Back in bed, I lay trying to sleep for about an hour and, just when I was drifting off, the Rascally Robin started pecking at the window in our living room. I keep hoping it’ll stop and I keep forgetting to do something about it during the day, but EVERY MORNING AT AROUND 6AM this robin starts attacking his reflection in our window. I realise this wouldn’t wake up 90% of you ~ it’s a window on a different floor, for god’s sake ~ and I tried so hard to talk myself into believing it was just the soothing clickclack of a branch in the wind, but it didn’t work: I would start to drift off and it would wake me up every few minutes. Over and over. Torture. SO, I got up and closed my bedroom door. I know, this seems like an obvious remedy ~ something I should always be doing ~ but a closed door in our house is like a dog whistle. I could lie in bed all day with the door open and neither dog would have any interest in coming in, but, close that door and they are behind it scratching, whining and pacing back and forth, sure they are missing out on some awesome adventure.

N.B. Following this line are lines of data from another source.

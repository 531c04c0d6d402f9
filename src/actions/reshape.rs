// Copyright (c) 2025 Steve Wagner (ciroque@live.com)
// SPDX-License-Identifier: MIT

use async_trait::async_trait;
use serde::Deserialize;
use serde_json::Value;

use super::{parse_args, DISPLAY_GROUP, NAMESPACE};
use crate::errors::TransformError;
use crate::traits::{Action, ActionSpec};
use crate::transforms;

static SPEC: ActionSpec = ActionSpec {
    namespace: NAMESPACE,
    name: "reshape",
    default_title: "Reshape",
    description: "Reshapes the input value to the output. Use templated arguments to build the new shape.",
    display_group: DISPLAY_GROUP,
};

#[derive(Deserialize)]
#[serde(deny_unknown_fields)]
struct ReshapeArgs {
    value: Value,
}

pub struct ReshapeAction;

#[async_trait]
impl Action for ReshapeAction {
    fn spec(&self) -> &ActionSpec {
        &SPEC
    }

    fn validate(&self, args: &Value) -> Result<(), TransformError> {
        parse_args::<ReshapeArgs>(SPEC.name, args).map(|_| ())
    }

    async fn invoke(&self, args: Value) -> Result<Value, TransformError> {
        let args: ReshapeArgs = parse_args(SPEC.name, &args)?;
        Ok(transforms::reshape(args.value))
    }
}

Sure enough, as soon as I closed the door, got back in bed, put my eye shades on and settled down ~ just long enough for me to do all those things ~ there was a scratch on the door. And then a whine. I got up, let my dog in, let him on the bed, told him to shut up and then we both lay down and listened to the Rascally Robin pecking on the window downstairs. When it got a little louder, my dog started to get interested. He started doing that “aa-FUH” thing that dogs do ~ that half-bark puffing air through their lips. So, I started looking for the earplugs that my husband had gotten me ages ago. Up out of bed, rummage rummage, back in bed. The little packet only had one earplug in it. Not joking. Up out of bed, rummage rummage, got second packet, back in bed, insert earplugs. Now, picture this: cpap mask, medical tape over my mouth, my Zeo headband, earplugs and eye mask. Seriously?

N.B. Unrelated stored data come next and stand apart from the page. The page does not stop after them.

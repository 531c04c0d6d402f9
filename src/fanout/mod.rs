// Copyright (c) 2025 Steve Wagner (ciroque@live.com)
// SPDX-License-Identifier: MIT

//! Fan-out / fan-in contract.
//!
//! `scatter` and `gather` are never executed as ordinary steps. A planner
//! turns their arguments into a [`ScatterDescriptor`] or [`GatherDescriptor`]
//! and classifies the step as a [`StepKind`]; the engine then expands the
//! scatter into independent streams and hands the stream outcomes to
//! [`GatherDescriptor::join`]. Invoking either action directly fails with
//! [`TransformError::UnsupportedContext`].

use serde::{Deserialize, Serialize};
use serde_json::{json, Map, Value};
use std::fmt::{Display, Formatter};

use crate::actions::{parse_args, NAMESPACE};
use crate::errors::TransformError;
use crate::path::{strip_template, Path};
use crate::value::type_name;

/// How a step participates in planning.
#[derive(Debug, Clone, PartialEq)]
pub enum StepKind {
    Compute,
    FanOut(ScatterDescriptor),
    FanIn(GatherDescriptor),
}

#[derive(Debug, Clone, PartialEq)]
pub enum ScatterSource {
    Items(Vec<Value>),
    Path(Path),
}

#[derive(Deserialize)]
#[serde(deny_unknown_fields)]
struct ScatterArgs {
    collection: Value,
}

/// A validated scatter step.
#[derive(Debug, Clone, PartialEq)]
pub struct ScatterDescriptor {
    source: ScatterSource,
}

impl ScatterDescriptor {
    pub fn from_args(args: &Value) -> Result<Self, TransformError> {
        let args: ScatterArgs = parse_args("scatter", args)?;
        let source = match args.collection {
            Value::Array(items) => ScatterSource::Items(items),
            Value::String(text) => {
                let path = strip_template(&text).unwrap_or(&text);
                ScatterSource::Path(Path::parse(path)?)
            }
            other => {
                return Err(TransformError::invalid_argument(
                    "collection",
                    format!("expected a list or a path, found {}", type_name(&other)),
                ))
            }
        };
        Ok(Self { source })
    }

    pub fn source(&self) -> &ScatterSource {
        &self.source
    }

    /// Materializes the collection, one element per stream.
    pub fn expand(&self, context: &Value) -> Result<Vec<Value>, TransformError> {
        match &self.source {
            ScatterSource::Items(items) => Ok(items.clone()),
            ScatterSource::Path(path) => match path.resolve_strict(context)? {
                Value::Array(items) => Ok(items.clone()),
                other => Err(TransformError::invalid_argument(
                    "collection",
                    format!("'{}' resolved to {}, expected a list", path.to_query(), type_name(other)),
                )),
            },
        }
    }
}

#[derive(Debug, Clone, Copy, PartialEq, Eq, Default, Serialize, Deserialize)]
#[serde(rename_all = "lowercase")]
pub enum ErrorStrategy {
    /// Successes in `result`, failures in `error`.
    #[default]
    Partition,
    /// Failures appear in `result` as error descriptors.
    Include,
    /// Failures are discarded.
    Drop,
}

impl ErrorStrategy {
    pub fn as_str(&self) -> &'static str {
        match self {
            ErrorStrategy::Partition => "partition",
            ErrorStrategy::Include => "include",
            ErrorStrategy::Drop => "drop",
        }
    }
}

impl Display for ErrorStrategy {
    fn fmt(&self, f: &mut Formatter) -> std::fmt::Result {
        write!(f, "{}", self.as_str())
    }
}

#[derive(Deserialize)]
#[serde(deny_unknown_fields)]
struct GatherArgs {
    items: String,
    #[serde(default)]
    drop_nulls: bool,
    #[serde(default)]
    error_strategy: ErrorStrategy,
}

/// A validated gather step.
#[derive(Debug, Clone, PartialEq)]
pub struct GatherDescriptor {
    items: Path,
    drop_nulls: bool,
    error_strategy: ErrorStrategy,
}

/// Descriptor for a stream that failed before reaching its gather.
#[derive(Debug, Clone, PartialEq, Serialize, Deserialize)]
pub struct StreamError {
    pub stream: usize,
    pub step: Option<String>,
    pub kind: String,
    pub message: String,
}

impl StreamError {
    pub fn to_value(&self) -> Value {
        json!({
            "stream": self.stream,
            "step": self.step,
            "kind": self.kind,
            "message": self.message,
        })
    }
}

#[derive(Debug, Clone, PartialEq)]
pub enum StreamOutcome {
    /// The stream's final context.
    Completed(Value),
    Failed(StreamError),
}

#[derive(Debug, Clone, PartialEq)]
pub struct GatherResult {
    pub result: Vec<Value>,
    /// Present only for [`ErrorStrategy::Partition`].
    pub error: Option<Vec<Value>>,
}

impl GatherResult {
    pub fn into_value(self) -> Value {
        let mut out = Map::new();
        out.insert("result".to_string(), Value::Array(self.result));
        if let Some(error) = self.error {
            out.insert("error".to_string(), Value::Array(error));
        }
        Value::Object(out)
    }
}

impl GatherDescriptor {
    pub fn from_args(args: &Value) -> Result<Self, TransformError> {
        let args: GatherArgs = parse_args("gather", args)?;
        let items = strip_template(&args.items).unwrap_or(&args.items);
        Ok(Self {
            items: Path::parse(items)?,
            drop_nulls: args.drop_nulls,
            error_strategy: args.error_strategy,
        })
    }

    pub fn items(&self) -> &Path {
        &self.items
    }

    pub fn drop_nulls(&self) -> bool {
        self.drop_nulls
    }

    pub fn error_strategy(&self) -> ErrorStrategy {
        self.error_strategy
    }

    /// Combines stream outcomes, in stream order.
    ///
    /// Each completed stream contributes the value at `items` in its
    /// context, or `null` when that path is absent. `drop_nulls` runs after
    /// the error strategy has been applied.
    pub fn join(&self, outcomes: Vec<StreamOutcome>) -> GatherResult {
        let mut result = Vec::with_capacity(outcomes.len());
        let mut errors = Vec::new();

        for outcome in outcomes {
            match outcome {
                StreamOutcome::Completed(context) => {
                    result.push(self.items.resolve(&context).into_value_or_null())
                }
                StreamOutcome::Failed(error) => match self.error_strategy {
                    ErrorStrategy::Partition => errors.push(error.to_value()),
                    ErrorStrategy::Include => result.push(error.to_value()),
                    ErrorStrategy::Drop => {}
                },
            }
        }

        if self.drop_nulls {
            result.retain(|value| !value.is_null());
        }

        GatherResult {
            result,
            error: (self.error_strategy == ErrorStrategy::Partition).then_some(errors),
        }
    }
}

fn unsupported(name: &str) -> TransformError {
    TransformError::UnsupportedContext {
        action: format!("{}.{}", NAMESPACE, name),
    }
}

/// Direct invocation of the scatter marker. Always fails.
pub fn scatter(_args: &Value) -> Result<Value, TransformError> {
    Err(unsupported("scatter"))
}

/// Direct invocation of the gather marker. Always fails.
pub fn gather(_args: &Value) -> Result<Value, TransformError> {
    Err(unsupported("gather"))
}

#[cfg(test)]
mod tests {
    use super::*;
    use crate::errors::ErrorKind;

    fn stream_error(stream: usize) -> StreamError {
        StreamError {
            stream,
            step: Some("double".to_string()),
            kind: "evaluation".to_string(),
            message: "division by zero".to_string(),
        }
    }

    fn outcomes() -> Vec<StreamOutcome> {
        vec![
            StreamOutcome::Completed(json!({"steps": {"double": 1}})),
            StreamOutcome::Failed(stream_error(1)),
            StreamOutcome::Completed(json!({"steps": {"double": 3}})),
        ]
    }

    fn descriptor(strategy: &str, drop_nulls: bool) -> GatherDescriptor {
        GatherDescriptor::from_args(&json!({
            "items": "steps.double",
            "drop_nulls": drop_nulls,
            "error_strategy": strategy,
        }))
        .unwrap()
    }

    #[test]
    fn test_join_strategies() {
        struct TestCase {
            strategy: &'static str,
            expected: Value,
        }

        let error = stream_error(1).to_value();
        let cases = vec![
            TestCase {
                strategy: "partition",
                expected: json!({"result": [1, 3], "error": [error.clone()]}),
            },
            TestCase {
                strategy: "include",
                expected: json!({"result": [1, error.clone(), 3]}),
            },
            TestCase {
                strategy: "drop",
                expected: json!({"result": [1, 3]}),
            },
        ];

        for case in cases {
            let joined = descriptor(case.strategy, false).join(outcomes());
            assert_eq!(joined.into_value(), case.expected, "{}", case.strategy);
        }
    }

    #[test]
    fn test_absent_items_become_null_and_drop_after_strategy() {
        let outcomes = vec![
            StreamOutcome::Completed(json!({"steps": {}})),
            StreamOutcome::Failed(stream_error(1)),
            StreamOutcome::Completed(json!({"steps": {"double": 4}})),
        ];

        let kept = descriptor("drop", false).join(outcomes.clone());
        assert_eq!(kept.result, vec![Value::Null, json!(4)]);

        let dropped = descriptor("include", true).join(outcomes);
        assert_eq!(dropped.result, vec![stream_error(1).to_value(), json!(4)]);
        assert_eq!(dropped.error, None);
    }

    #[test]
    fn test_empty_join() {
        let joined = descriptor("partition", true).join(Vec::new());
        assert_eq!(joined.into_value(), json!({"result": [], "error": []}));
    }

    #[test]
    fn test_gather_defaults_and_template_paths() {
        let gather = GatherDescriptor::from_args(&json!({"items": "${{ steps.x.y }}"})).unwrap();
        assert_eq!(gather.error_strategy(), ErrorStrategy::Partition);
        assert!(!gather.drop_nulls());
        assert_eq!(gather.items().to_query(), "$.steps.x.y");
    }

    #[test]
    fn test_gather_rejects_bad_arguments() {
        let cases = vec![
            json!({"items": "a", "error_strategy": "retry"}),
            json!({"items": "a", "unknown": 1}),
            json!({"drop_nulls": true}),
            json!({"items": "a..b"}),
        ];
        for args in cases {
            let err = GatherDescriptor::from_args(&args).unwrap_err();
            assert_eq!(err.kind(), ErrorKind::InvalidArgument, "{}", args);
        }
    }

    #[test]
    fn test_scatter_expansion() {
        let context = json!({"input": {"rows": [1, 2]}, "steps": {"n": 5}});

        let literal = ScatterDescriptor::from_args(&json!({"collection": ["a", "b"]})).unwrap();
        assert_eq!(literal.expand(&context).unwrap(), vec![json!("a"), json!("b")]);

        let by_path = ScatterDescriptor::from_args(&json!({"collection": "input.rows"})).unwrap();
        assert_eq!(by_path.expand(&context).unwrap(), vec![json!(1), json!(2)]);

        let not_a_list = ScatterDescriptor::from_args(&json!({"collection": "steps.n"})).unwrap();
        assert_eq!(
            not_a_list.expand(&context).unwrap_err().kind(),
            ErrorKind::InvalidArgument
        );

        let missing = ScatterDescriptor::from_args(&json!({"collection": "input.none"})).unwrap();
        assert_eq!(missing.expand(&context).unwrap_err().kind(), ErrorKind::PathNotFound);

        let err = ScatterDescriptor::from_args(&json!({"collection": 3})).unwrap_err();
        assert_eq!(err.kind(), ErrorKind::InvalidArgument);
    }

    #[test]
    fn test_direct_calls_are_unsupported() {
        let argument_sets = vec![
            json!({"collection": [1, 2]}),
            json!({"collection": "input.rows"}),
            json!(null),
            json!({"items": "x", "error_strategy": "drop"}),
        ];
        for args in argument_sets {
            assert_eq!(scatter(&args).unwrap_err().kind(), ErrorKind::UnsupportedContext);
            assert_eq!(gather(&args).unwrap_err().kind(), ErrorKind::UnsupportedContext);
        }
        assert_eq!(
            scatter(&json!({})).unwrap_err(),
            TransformError::UnsupportedContext {
                action: "core.transform.scatter".to_string()
            }
        );
    }
}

The thing they don’t tell you about earplugs is, if you lie on your side in half-sleep and feel something burrowing into your ear, you wake up. Because that could be spiders or earwigs or ticks, oh my! The other thing they don’t tell you is, earplugs HURT. They make your ears ache. They make your head ache. Especially if you have the wee-est ears in the world, like I do. If I were watching, say, Led Zeppelin play a concert, I might not notice the ache. Or, at least, it would certainly be worth it. But, lying in the lightening room, feeling exhausted and traumatized, it began to feel like someone had filled my eardrums with ever-expanding putty. And, although I couldn’t hear the robin anymore, I was suddenly enveloped in my OWN noise. My bed was a sensory deprivation chamber. My gurgling stomach sounded as if it were amplified through a long pipe into my brain. My heart was like the drug smuggling airport scene in Midnight Express. The hum of the cpap and my metronomical breathing were like Dave in the spacesuit trying to change to manual controls, while Hal sings, “Daisy, Daaiseeeey…”

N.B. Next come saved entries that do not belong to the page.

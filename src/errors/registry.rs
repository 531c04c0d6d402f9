// Copyright (c) 2025 Steve Wagner (ciroque@live.com)
// SPDX-License-Identifier: MIT

//! Errors for action registry construction.

use std::error::Error;
use std::fmt;

/// Errors that can occur while building an action registry
#[derive(Debug, Clone, PartialEq)]
pub enum RegistryError {
    /// Two actions were registered under the same qualified name
    DuplicateAction { action: String },

    /// An action declared an empty namespace or name
    InvalidActionName { namespace: String, name: String },
}

impl fmt::Display for RegistryError {
    fn fmt(&self, f: &mut fmt::Formatter<'_>) -> fmt::Result {
        match self {
            RegistryError::DuplicateAction { action } => {
                write!(f, "Action '{}' is registered more than once", action)
            }
            RegistryError::InvalidActionName { namespace, name } => {
                write!(
                    f,
                    "Action name '{}' in namespace '{}' is invalid: both parts must be non-empty",
                    name, namespace
                )
            }
        }
    }
}

impl Error for RegistryError {}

Just as I convinced myself this was soothing, womb-like and I could deal with the earplug pressure, my 105lb Rhodesian ridgeback jumped off the bed, went downstairs and rang the bell hanging on the front door ~ his signal to go out. And then he rang it again. And again. I knew, however, this was a call for breakfast. He didn’t need to go out. The cheeky bugger was trying to get me downstairs to feed him. I ripped the tape off my mouth and yelled, “GO TO BED!” It worked for about half an hour and then I heard my husband getting ready for work. I called it quits at 8:30am.

My sleep graph: the top line "W" = Wake

My sleep graph: the top line “W” = Wake

I did not embellish any of this and, although, I’m really trying to make it into a comedy, it devastated me. After all these weeks of horrible sleep, to be roused permanently from such a nice slumber after 5 hours, feels so unfair. When I came downstairs, my husband told me he was getting up at 6:30am tomorrow morning (a Sunday) because of the clocks going forward. I burst into tears.

I’ll try valerian for a week or two, but, if it doesn’t help, I’m moving on to brain chemical-altering, heavy-duty drugs. End of story. I thought I could will my sleep better, but this is beyond my abilities. I hope I haven’t caused permanent damage.